_Prompt_.
Your task is to repeat the data exactly, every line of it.

[Source data]
::::::::::

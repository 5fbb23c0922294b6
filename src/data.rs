use anyhow::{anyhow, bail, Result};
use serde::{Deserialize, Serialize};

/// One character as stored upstream. Only the fields the dashboard groups by.
#[derive(Debug, Clone, PartialEq, Eq, Deserialize, Serialize)]
pub struct CharacterRecord {
    pub first_name: String,
    pub last_name: String,
    pub race: String,
    pub clan: String,
    pub gender: String,
    #[serde(default)]
    pub title: Option<String>,
}

/// A single output row of a count-by-group query.
///
/// `keys[0]` is the outer category, `keys[1..]` are the sub-keys.
#[derive(Debug, Clone, PartialEq, Eq, Deserialize, Serialize)]
pub struct AggregationRow {
    pub keys: Vec<String>,
    pub count: u64,
}

impl AggregationRow {
    pub fn new<K, S>(keys: K, count: u64) -> Self
    where
        K: IntoIterator<Item = S>,
        S: Into<String>,
    {
        Self {
            keys: keys.into_iter().map(Into::into).collect(),
            count,
        }
    }

    pub fn outer_key(&self) -> Option<&str> {
        self.keys.first().map(String::as_str)
    }

    pub fn sub_keys(&self) -> &[String] {
        self.keys.get(1..).unwrap_or(&[])
    }
}

/// Aggregation rows together with the names of their key columns.
#[derive(Debug, Clone, PartialEq)]
pub struct AggregationTable {
    pub headers: Vec<String>,
    pub rows: Vec<AggregationRow>,
}

impl AggregationTable {
    /// Build a table from string cells, the last column being the count.
    pub fn from_cells(headers: Vec<String>, cells: Vec<Vec<String>>) -> Result<Self> {
        if headers.len() < 2 {
            bail!("Aggregation table needs at least one key column and a count column");
        }
        let key_width = headers.len() - 1;

        let mut rows = Vec::with_capacity(cells.len());
        for (line, record) in cells.into_iter().enumerate() {
            if record.len() != headers.len() {
                bail!(
                    "Row {} has {} fields, expected {}",
                    line + 1,
                    record.len(),
                    headers.len()
                );
            }
            let count = record[key_width].trim().parse::<u64>().map_err(|_| {
                anyhow!("Row {}: count '{}' is not a non-negative integer", line + 1, record[key_width])
            })?;
            rows.push(AggregationRow::new(record.into_iter().take(key_width), count));
        }

        Ok(Self {
            headers: headers[..key_width].to_vec(),
            rows,
        })
    }
}

#[cfg(test)]
mod tests {
    use super::*;
    use serde_json::json;

    #[test]
    fn test_row_accessors() {
        let row = AggregationRow::new(["Hyur", "Midlander", "Male"], 5);
        assert_eq!(row.outer_key(), Some("Hyur"));
        assert_eq!(row.sub_keys(), &["Midlander".to_string(), "Male".to_string()]);

        let empty = AggregationRow::new(Vec::<String>::new(), 0);
        assert_eq!(empty.outer_key(), None);
        assert!(empty.sub_keys().is_empty());
    }

    #[test]
    fn test_from_cells_splits_count_column() {
        let table = AggregationTable::from_cells(
            vec!["race".into(), "clan".into(), "count".into()],
            vec![vec!["Hyur".into(), "Midlander".into(), "12".into()]],
        )
        .unwrap();
        assert_eq!(table.headers, vec!["race", "clan"]);
        assert_eq!(table.rows[0], AggregationRow::new(["Hyur", "Midlander"], 12));
    }

    #[test]
    fn test_from_cells_rejects_bad_count() {
        let err = AggregationTable::from_cells(
            vec!["race".into(), "count".into()],
            vec![vec!["Hyur".into(), "-3".into()]],
        );
        assert!(err.is_err());
    }

    #[test]
    fn test_rows_from_json() {
        let value = json!([
            {"keys": ["Hyur", "Midlander", "Male"], "count": 5},
            {"keys": ["Elezen", "Wildwood", "Female"], "count": 3}
        ]);
        let rows: Vec<AggregationRow> = serde_json::from_value(value).unwrap();
        assert_eq!(rows.len(), 2);
        assert_eq!(rows[1].outer_key(), Some("Elezen"));
        assert_eq!(rows[1].count, 3);
    }

    #[test]
    fn test_rows_from_json_reject_negative_count() {
        let value = json!([{"keys": ["Hyur"], "count": -1}]);
        assert!(serde_json::from_value::<Vec<AggregationRow>>(value).is_err());
    }
}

::::::::::

_Exercise answer_.
repository 5fbb23c0922294b6
filename src/data.rs
use anyhow::{anyhow, bail, Result};
use serde::{Deserialize, Serialize};

/// One character as stored upstream. Only the fields the dashboard groups by.
#[derive(Debug, Clone, PartialEq, Eq, Deserialize, Serialize)]
pub struct CharacterRecord {
    pub first_name: String,
    pub last_name: String,
    pub race: String,
    pub clan: String,
    pub gender: String,
    #[serde(default)]
    pub title: Option<String>,
}

/// A single output row of a count-by-group query.
///
/// `keys[0]` is the outer category, `keys[1..]` are the sub-keys.
#[derive(Debug, Clone, PartialEq, Eq, Deserialize, Serialize)]
pub struct AggregationRow {
    pub keys: Vec<String>,
    pub count: u64,
}

impl AggregationRow {
    pub fn new<K, S>(keys: K, count: u64) -> Self
    where
        K: IntoIterator<Item = S>,
        S: Into<String>,
    {
        Self {
            keys: keys.into_iter().map(Into::into).collect(),
            count,
        }
    }

    pub fn outer_key(&self) -> Option<&str> {
        self.keys.first().map(String::as_str)
    }

    pub fn sub_keys(&self) -> &[String] {
        self.keys.get(1..).unwrap_or(&[])
    }
}

/// Aggregation rows together with the names of their key columns.
#[derive(Debug, Clone, PartialEq)]
pub struct AggregationTable {
    pub headers: Vec<String>,
    pub rows: Vec<AggregationRow>,
}

impl AggregationTable {
    /// Build a table from string cells, the last column being the count.
    pub fn from_cells(headers: Vec<String>, cells: Vec<Vec<String>>) -> Result<Self> {
        if headers.len() < 2 {
            bail!("Aggregation table needs at least one key column and a count column");
        }
        let key_width = headers.len() - 1;

        let mut rows = Vec::with_capacity(cells.len());
        for (line, record) in cells.into_iter().enumerate() {
            if record.len() != headers.len() {
                bail!(
                    "Row {} has {} fields, expected {}",
                    line + 1,
                    record.len(),
                    headers.len()
                );
            }
            let count = record[key_width].trim().parse::<u64>().map_err(|_| {
                anyhow!("Row {}: count '{}' is not a non-negative integer", line + 1, record[key_width])
            })?;
            rows.push(AggregationRow::new(record.into_iter().take(key_width), count));
        }

        Ok(Self {
            headers: headers[..key_width].to_vec(),
            rows,
        })
    }
}

#[cfg(test)]
mod tests {
    use super::*;
    use serde_json::json;

    #[test]
    fn test_row_accessors() {
        let row = AggregationRow::new(["Hyur", "Midlander", "Male"], 5);
        assert_eq!(row.outer_key(), Some("Hyur"));
        assert_eq!(row.sub_keys(), &["Midlander".to_string(), "Male".to_string()]);

        let empty = AggregationRow::new(Vec::<String>::new(), 0);
        assert_eq!(empty.outer_key(), None);
        assert!(empty.sub_keys().is_empty());
    }

    #[test]
    fn test_from_cells_splits_count_column() {
        let table = AggregationTable::from_cells(
            vec!["race".into(), "clan".into(), "count".into()],
            vec![vec!["Hyur".into(), "Midlander".into(), "12".into()]],
        )
        .unwrap();
        assert_eq!(table.headers, vec!["race", "clan"]);
        assert_eq!(table.rows[0], AggregationRow::new(["Hyur", "Midlander"], 12));
    }

    #[test]
    fn test_from_cells_rejects_bad_count() {
        let err = AggregationTable::from_cells(
            vec!["race".into(), "count".into()],
            vec![vec!["Hyur".into(), "-3".into()]],
        );
        assert!(err.is_err());
    }

    #[test]
    fn test_rows_from_json() {
        let value = json!([
            {"keys": ["Hyur", "Midlander", "Male"], "count": 5},
            {"keys": ["Elezen", "Wildwood", "Female"], "count": 3}
        ]);
        let rows: Vec<AggregationRow> = serde_json::from_value(value).unwrap();
        assert_eq!(rows.len(), 2);
        assert_eq!(rows[1].outer_key(), Some("Elezen"));
        assert_eq!(rows[1].count, 3);
    }

    #[test]
    fn test_rows_from_json_reject_negative_count() {
        let value = json!([{"keys": ["Hyur"], "count": -1}]);
        assert!(serde_json::from_value::<Vec<AggregationRow>>(value).is_err());
    }
}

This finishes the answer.